Looking at this roster, it doesn't resemble anything close to what a non-major-conference team should put together. Not even Gonzaga gets this much talent. UNLV is turning back the clock toward becoming a nationally significant program again -- and fast.
Rice played on those epic teams more than 20 years ago and connects two very different eras of UNLV hoops. No, these aren't Tark's Runnin' Rebels (though this team loves to get up and down), but something about relevance at UNLV gets us excited about the sport. Maybe it's nostalgia, maybe it's the craving for a western team outside of the Pac-12 doing well and aligning itself with a chance to reach a Final Four. This team has a legitimate chance to reach Atlanta.
Rice is quietly one of the most dedicated, diligent and limpid new coaches in college basketball. In terms of hires in the past three years, few look better now. It's Rice and Missouri's Frank Haith, really, and Rice seems to have done more with less.
The further emergence of UNLV underscores the Mountain West's already solid national stature. It was a top-six conference last year, besting the Pac-12 by a mile, and it could do that again, considering San Diego State is a top-10 preseason team. UNLV's haul adds to the MWC's cache in what could be the final year of its eight-team arrangement. San Diego State is headed to the Big West, and after its departure, the onus is on UNLV to keep the league viable and interesting.
The left side of the country's been aching for some quality, expectation-worthy hoops for a few years now.

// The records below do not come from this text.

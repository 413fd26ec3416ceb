use async_trait::async_trait;
use serde_json::Value;
use std::collections::HashMap;
use std::sync::Arc;

use crate::errors::AgentError;
use crate::models::tool::{Tool, ToolOutcome};

/// A capability that can be invoked by the model through a tool call
#[async_trait]
pub trait ToolHandler: Send + Sync {
    /// The descriptor exposed to the model
    fn spec(&self) -> Tool;

    /// Run the tool with the arguments the model supplied.
    ///
    /// Argument validation happens here, against the tool's own parameter contract. Every
    /// failure is returned as an `Err` outcome so the model can see it and recover.
    async fn call(&self, arguments: Value) -> ToolOutcome;
}

/// Wraps a plain function as a tool handler
pub struct FnTool<F> {
    spec: Tool,
    func: F,
}

impl<F> FnTool<F>
where
    F: Fn(Value) -> ToolOutcome + Send + Sync,
{
    pub fn new(spec: Tool, func: F) -> Self {
        Self { spec, func }
    }
}

#[async_trait]
impl<F> ToolHandler for FnTool<F>
where
    F: Fn(Value) -> ToolOutcome + Send + Sync,
{
    fn spec(&self) -> Tool {
        self.spec.clone()
    }

    async fn call(&self, arguments: Value) -> ToolOutcome {
        (self.func)(arguments)
    }
}

struct RegisteredTool {
    spec: Tool,
    handler: Arc<dyn ToolHandler>,
}

/// Maps tool names to handlers. Built once, then shared read-only between runs.
#[derive(Default)]
pub struct ToolRegistry {
    entries: Vec<RegisteredTool>,
    index: HashMap<String, usize>,
}

impl ToolRegistry {
    pub fn new() -> Self {
        Self::default()
    }

    /// Register a handler under the name from its own spec
    pub fn register<H: ToolHandler + 'static>(&mut self, handler: H) {
        let spec = handler.spec();
        self.register_with_spec(spec, Arc::new(handler));
    }

    /// Register a handler under an explicit spec. Re-registering a name replaces the
    /// previous binding in place.
    pub fn register_with_spec(&mut self, spec: Tool, handler: Arc<dyn ToolHandler>) {
        let entry = RegisteredTool { spec, handler };
        match self.index.get(&entry.spec.name) {
            Some(&position) => {
                tracing::debug!(tool = %entry.spec.name, "replacing registered tool");
                self.entries[position] = entry;
            }
            None => {
                self.index
                    .insert(entry.spec.name.clone(), self.entries.len());
                self.entries.push(entry);
            }
        }
    }

    /// Specs of every registered tool, in registration order
    pub fn tools(&self) -> Vec<Tool> {
        self.entries.iter().map(|entry| entry.spec.clone()).collect()
    }

    pub fn get(&self, name: &str) -> Option<&Tool> {
        self.index.get(name).map(|&position| &self.entries[position].spec)
    }

    pub fn contains(&self, name: &str) -> bool {
        self.index.contains_key(name)
    }

    pub fn len(&self) -> usize {
        self.entries.len()
    }

    pub fn is_empty(&self) -> bool {
        self.entries.is_empty()
    }

    /// Dispatch a call by name. Unknown names come back as `ToolNotFound`.
    pub async fn invoke(&self, name: &str, arguments: Value) -> ToolOutcome {
        let position = self
            .index
            .get(name)
            .copied()
            .ok_or_else(|| AgentError::ToolNotFound(name.to_string()))?;
        self.entries[position].handler.call(arguments).await
    }
}
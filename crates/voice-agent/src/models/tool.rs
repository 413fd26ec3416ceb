use serde::{Deserialize, Serialize};
use serde_json::Value;

use crate::errors::AgentResult;

/// What a tool hands back to the model: structured content on success, or the reason it failed.
pub type ToolOutcome = AgentResult<Value>;

/// A tool that can be used by a model.
#[derive(Debug, Clone, Serialize, Deserialize, PartialEq)]
pub struct Tool {
    /// The name of the tool
    pub name: String,
    /// A description of what the tool does
    pub description: String,
    /// JSON schema for the arguments the tool accepts
    pub parameters: Value,
}

impl Tool {
    /// Create a new tool with the given name and description
    pub fn new<N, D>(name: N, description: D, parameters: Value) -> Self
    where
        N: Into<String>,
        D: Into<String>,
    {
        Tool {
            name: name.into(),
            description: description.into(),
            parameters,
        }
    }
}

/// A tool call request issued by the model
#[derive(Debug, Clone, Serialize, Deserialize, PartialEq)]
pub struct ToolCall {
    /// The name of the tool to execute
    pub name: String,
    /// The arguments for the execution
    pub arguments: Value,
}

impl ToolCall {
    /// Create a new ToolCall with the given name and arguments
    pub fn new<S: Into<String>>(name: S, arguments: Value) -> Self {
        Self {
            name: name.into(),
            arguments,
        }
    }
}
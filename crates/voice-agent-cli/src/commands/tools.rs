use anyhow::Result;
use console::style;
use serde_json::Value;
use voice_agent::models::message::{Message, MessageContent};
use voice_agent::models::role::Role;

use super::build_agent;
use crate::configuration::Settings;

const MASK: &str = "********";
const SECRET_FIELDS: [&str; 1] = ["temporary_password"];

/// Run the agent and print every entry of the conversation, including tool traffic
pub async fn execute(settings: &Settings, text: &str) -> Result<()> {
    let agent = build_agent(settings)?;
    println!("{}", style("Available tools:").bold());
    for tool in agent.tools() {
        println!("  {} {}", style(&tool.name).cyan(), style(&tool.description).dim());
    }
    println!();

    let reply = agent.run(text).await?;
    for message in &reply.messages {
        for line in describe_message(message) {
            println!("{}", line);
        }
    }
    println!(
        "\n{}",
        style(format!("{} round(s), {} message(s)", reply.rounds, reply.messages.len())).dim()
    );
    Ok(())
}

/// One display line per content item
pub fn describe_message(message: &Message) -> Vec<String> {
    let speaker = match message.role {
        Role::User => "user",
        Role::Assistant => "assistant",
    };

    message
        .content
        .iter()
        .map(|content| match content {
            MessageContent::Text(text) => format!("{}: {}", speaker, text),
            MessageContent::ToolRequest(request) => match &request.tool_call {
                Ok(call) => format!(
                    "{} -> {}({}) [{}]",
                    speaker,
                    call.name,
                    mask_secrets(&call.arguments),
                    request.id
                ),
                Err(err) => format!("{} -> invalid tool call [{}]: {}", speaker, request.id, err),
            },
            MessageContent::ToolResponse(response) => match &response.tool_result {
                Ok(value) => format!("tool [{}] <- {}", response.id, mask_secrets(value)),
                Err(err) => format!("tool [{}] <- error: {}", response.id, err),
            },
        })
        .collect()
}

/// Copy of a tool payload with secret fields replaced
pub fn mask_secrets(value: &Value) -> Value {
    match value {
        Value::Object(map) => Value::Object(
            map.iter()
                .map(|(key, value)| {
                    let masked = if SECRET_FIELDS.contains(&key.as_str()) && value.is_string() {
                        Value::String(MASK.to_string())
                    } else {
                        mask_secrets(value)
                    };
                    (key.clone(), masked)
                })
                .collect(),
        ),
        Value::Array(items) => Value::Array(items.iter().map(mask_secrets).collect()),
        other => other.clone(),
    }
}

#[cfg(test)]
mod tests {
    use super::*;
    use serde_json::json;
    use voice_agent::errors::AgentError;
    use voice_agent::models::tool::ToolCall;

    #[test]
    fn test_mask_secrets() {
        let value = json!({
            "success": true,
            "message": "Password reset successful.",
            "temporary_password": "aB3$xY9!qW2@",
            "nested": [{"temporary_password": "zz"}]
        });
        let masked = mask_secrets(&value);
        assert_eq!(masked["temporary_password"], json!(MASK));
        assert_eq!(masked["nested"][0]["temporary_password"], json!(MASK));
        assert_eq!(masked["success"], json!(true));
        assert!(!masked.to_string().contains("aB3$xY9!qW2@"));
    }

    #[test]
    fn test_describe_message() {
        let request = Message::assistant()
            .with_text("One moment.")
            .with_tool_request("call_1", Ok(ToolCall::new("reset_password", json!({}))));
        assert_eq!(
            describe_message(&request),
            vec![
                "assistant: One moment.".to_string(),
                "assistant -> reset_password({}) [call_1]".to_string(),
            ]
        );

        let result = Message::user().with_tool_response(
            "call_1",
            Ok(json!({"success": true, "temporary_password": "secret123456"})),
        );
        let lines = describe_message(&result);
        assert!(lines[0].starts_with("tool [call_1] <- "));
        assert!(!lines[0].contains("secret123456"));

        let failed = Message::user()
            .with_tool_response("call_2", Err(AgentError::ToolNotFound("x".to_string())));
        assert_eq!(
            describe_message(&failed),
            vec!["tool [call_2] <- error: Tool not found: x".to_string()]
        );
    }
}
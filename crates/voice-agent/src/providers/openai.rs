use anyhow::{anyhow, Result};
use async_trait::async_trait;
use reqwest::Client;
use reqwest::StatusCode;
use serde_json::{json, Value};
use std::time::Duration;

use super::base::{Provider, Usage};
use super::configs::OpenAiProviderConfig;
use super::utils::{
    check_openai_context_length_error, messages_to_openai_spec, openai_response_to_message,
    tools_to_openai_spec,
};
use crate::models::message::Message;
use crate::models::tool::Tool;

/// Chat completions over any OpenAI-compatible endpoint
pub struct OpenAiProvider {
    client: Client,
    config: OpenAiProviderConfig,
}

fn token_count(usage: &Value, key: &str) -> Option<i32> {
    usage.get(key)?.as_i64().map(|v| v as i32)
}

impl OpenAiProvider {
    pub fn new(config: OpenAiProviderConfig) -> Result<Self> {
        // The orchestrator applies its own per-call timeout; this only bounds stuck sockets
        let client = Client::builder()
            .timeout(Duration::from_secs(120))
            .build()?;

        Ok(Self { client, config })
    }

    /// Token accounting. A missing total is derived from its parts.
    fn usage_of(response: &Value) -> Usage {
        let Some(usage) = response.get("usage") else {
            return Usage::default();
        };
        let input = token_count(usage, "prompt_tokens");
        let output = token_count(usage, "completion_tokens");
        let total = token_count(usage, "total_tokens").or(match (input, output) {
            (Some(input), Some(output)) => Some(input + output),
            _ => None,
        });
        Usage::new(input, output, total)
    }

    fn build_payload(&self, system: &str, messages: &[Message], tools: &[Tool]) -> Result<Value> {
        let mut chat = vec![json!({"role": "system", "content": system})];
        chat.extend(messages_to_openai_spec(messages));

        let mut payload = json!({
            "model": self.config.model,
            "messages": chat,
        });
        if !tools.is_empty() {
            payload["tools"] = Value::Array(tools_to_openai_spec(tools)?);
        }
        if let Some(temperature) = self.config.temperature {
            payload["temperature"] = json!(temperature);
        }
        if let Some(max_tokens) = self.config.max_tokens {
            payload["max_tokens"] = json!(max_tokens);
        }
        Ok(payload)
    }

    async fn post(&self, payload: &Value) -> Result<Value> {
        let url = format!(
            "{}/v1/chat/completions",
            self.config.host.trim_end_matches('/')
        );

        let response = self
            .client
            .post(&url)
            .bearer_auth(&self.config.api_key)
            .json(payload)
            .send()
            .await?;

        let status = response.status();
        if status.is_success() {
            return Ok(response.json().await?);
        }
        if status == StatusCode::TOO_MANY_REQUESTS || status.is_server_error() {
            return Err(anyhow!("Server error: {}", status));
        }
        let body = response.text().await.unwrap_or_default();
        tracing::debug!(%status, body = %body, "chat completion rejected");
        Err(anyhow!("Request failed: {}", status))
    }
}

#[async_trait]
impl Provider for OpenAiProvider {
    async fn complete(
        &self,
        system: &str,
        messages: &[Message],
        tools: &[Tool],
    ) -> Result<(Message, Usage)> {
        let payload = self.build_payload(system, messages, tools)?;
        tracing::debug!(
            model = %self.config.model,
            messages = messages.len(),
            tools = tools.len(),
            "requesting chat completion"
        );
        let response = self.post(&payload).await?;

        if let Some(error) = response.get("error") {
            if let Some(err) = check_openai_context_length_error(error) {
                return Err(err.into());
            }
            return Err(anyhow!("Chat completion error: {}", error));
        }

        let usage = Self::usage_of(&response);
        let message = openai_response_to_message(response)?;
        Ok((message, usage))
    }
}

#[cfg(test)]
mod tests {
    use super::*;
    use wiremock::matchers::{body_partial_json, header, method, path};
    use wiremock::{Mock, MockServer, ResponseTemplate};

    /// A chat completion carrying one assistant message
    fn completion(message: Value, usage: Option<Value>) -> Value {
        let mut body = json!({"choices": [{"index": 0, "message": message}]});
        if let Some(usage) = usage {
            body["usage"] = usage;
        }
        body
    }

    async fn answering(status: u16, body: Value) -> (MockServer, OpenAiProvider) {
        let server = MockServer::start().await;
        Mock::given(method("POST"))
            .and(path("/v1/chat/completions"))
            .and(header("Authorization", "Bearer test_api_key"))
            .respond_with(ResponseTemplate::new(status).set_body_json(body))
            .mount(&server)
            .await;

        let provider = OpenAiProvider::new(OpenAiProviderConfig {
            host: server.uri(),
            ..OpenAiProviderConfig::new("test_api_key")
        })
        .unwrap();
        (server, provider)
    }

    fn greeting() -> Vec<Message> {
        vec![Message::user().with_text("hi")]
    }

    #[tokio::test]
    async fn test_text_reply_and_usage() -> Result<()> {
        let (_server, provider) = answering(
            200,
            completion(
                json!({"role": "assistant", "content": "How can I help?"}),
                Some(json!({"prompt_tokens": 12, "completion_tokens": 15, "total_tokens": 27})),
            ),
        )
        .await;

        let (message, usage) = provider.complete("system", &greeting(), &[]).await?;
        assert_eq!(message.text(), "How can I help?");
        assert!(!message.has_tool_requests());
        assert_eq!(usage, Usage::new(Some(12), Some(15), Some(27)));
        Ok(())
    }

    #[tokio::test]
    async fn test_reset_request_with_derived_total() -> Result<()> {
        let (_server, provider) = answering(
            200,
            completion(
                json!({
                    "role": "assistant",
                    "content": null,
                    "tool_calls": [{
                        "id": "call_123",
                        "type": "function",
                        "function": {"name": "reset_password", "arguments": "{\"user_id\":\"\"}"}
                    }]
                }),
                Some(json!({"prompt_tokens": 20, "completion_tokens": 15})),
            ),
        )
        .await;

        let (message, usage) = provider
            .complete("system", &[Message::user().with_text("reset my password")], &[])
            .await?;

        let requests = message.tool_requests();
        assert_eq!(requests.len(), 1);
        assert_eq!(requests[0].id, "call_123");
        let call = requests[0].tool_call.as_ref().unwrap();
        assert_eq!(call.name, "reset_password");
        assert_eq!(call.arguments, json!({"user_id": ""}));
        assert_eq!(usage.total_tokens, Some(35));
        Ok(())
    }

    #[tokio::test]
    async fn test_payload_includes_system_prompt_and_tools() -> Result<()> {
        let server = MockServer::start().await;
        Mock::given(method("POST"))
            .and(path("/v1/chat/completions"))
            .and(body_partial_json(json!({
                "model": "gpt-4-turbo",
                "messages": [{"role": "system", "content": "be brief"}],
                "tools": [{"type": "function", "function": {"name": "reset_password"}}]
            })))
            .respond_with(ResponseTemplate::new(200).set_body_json(completion(
                json!({"role": "assistant", "content": "ok"}),
                None,
            )))
            .expect(1)
            .mount(&server)
            .await;

        let provider = OpenAiProvider::new(OpenAiProviderConfig {
            host: server.uri(),
            ..OpenAiProviderConfig::new("test_api_key")
        })?;
        let tool = Tool::new("reset_password", "Reset", json!({"type": "object"}));
        let (message, usage) = provider.complete("be brief", &greeting(), &[tool]).await?;
        assert_eq!(message.text(), "ok");
        assert_eq!(usage, Usage::default());
        Ok(())
    }

    #[tokio::test]
    async fn test_error_statuses() {
        let (_server, provider) = answering(503, json!({})).await;
        let err = provider.complete("system", &greeting(), &[]).await.unwrap_err();
        assert!(err.to_string().contains("Server error"));

        let (_server, provider) = answering(400, json!({"error": "bad model"})).await;
        let err = provider.complete("system", &greeting(), &[]).await.unwrap_err();
        assert!(err.to_string().starts_with("Request failed: 400"));
        assert!(!err.to_string().contains("bad model"));
    }

    #[tokio::test]
    async fn test_context_length_error() {
        let (_server, provider) = answering(
            200,
            json!({"error": {"code": "context_length_exceeded", "message": "too long"}}),
        )
        .await;
        let err = provider.complete("system", &greeting(), &[]).await.unwrap_err();
        assert!(err.to_string().contains("Context length exceeded"));
    }
}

UNLV's been working toward this for a half-decade. The program's made five of the past six NCAA tournaments, and its most recent sign of worthiness came with that big victory against then- No. 1 North Carolina last November.
This team, which won't get to ease into a new era of expectation (nor should it) boosts the credibility and watchability not only in its conference but in its entire region. The Runnin' Rebels' renaissance appears to be set for its undeniable return later this year.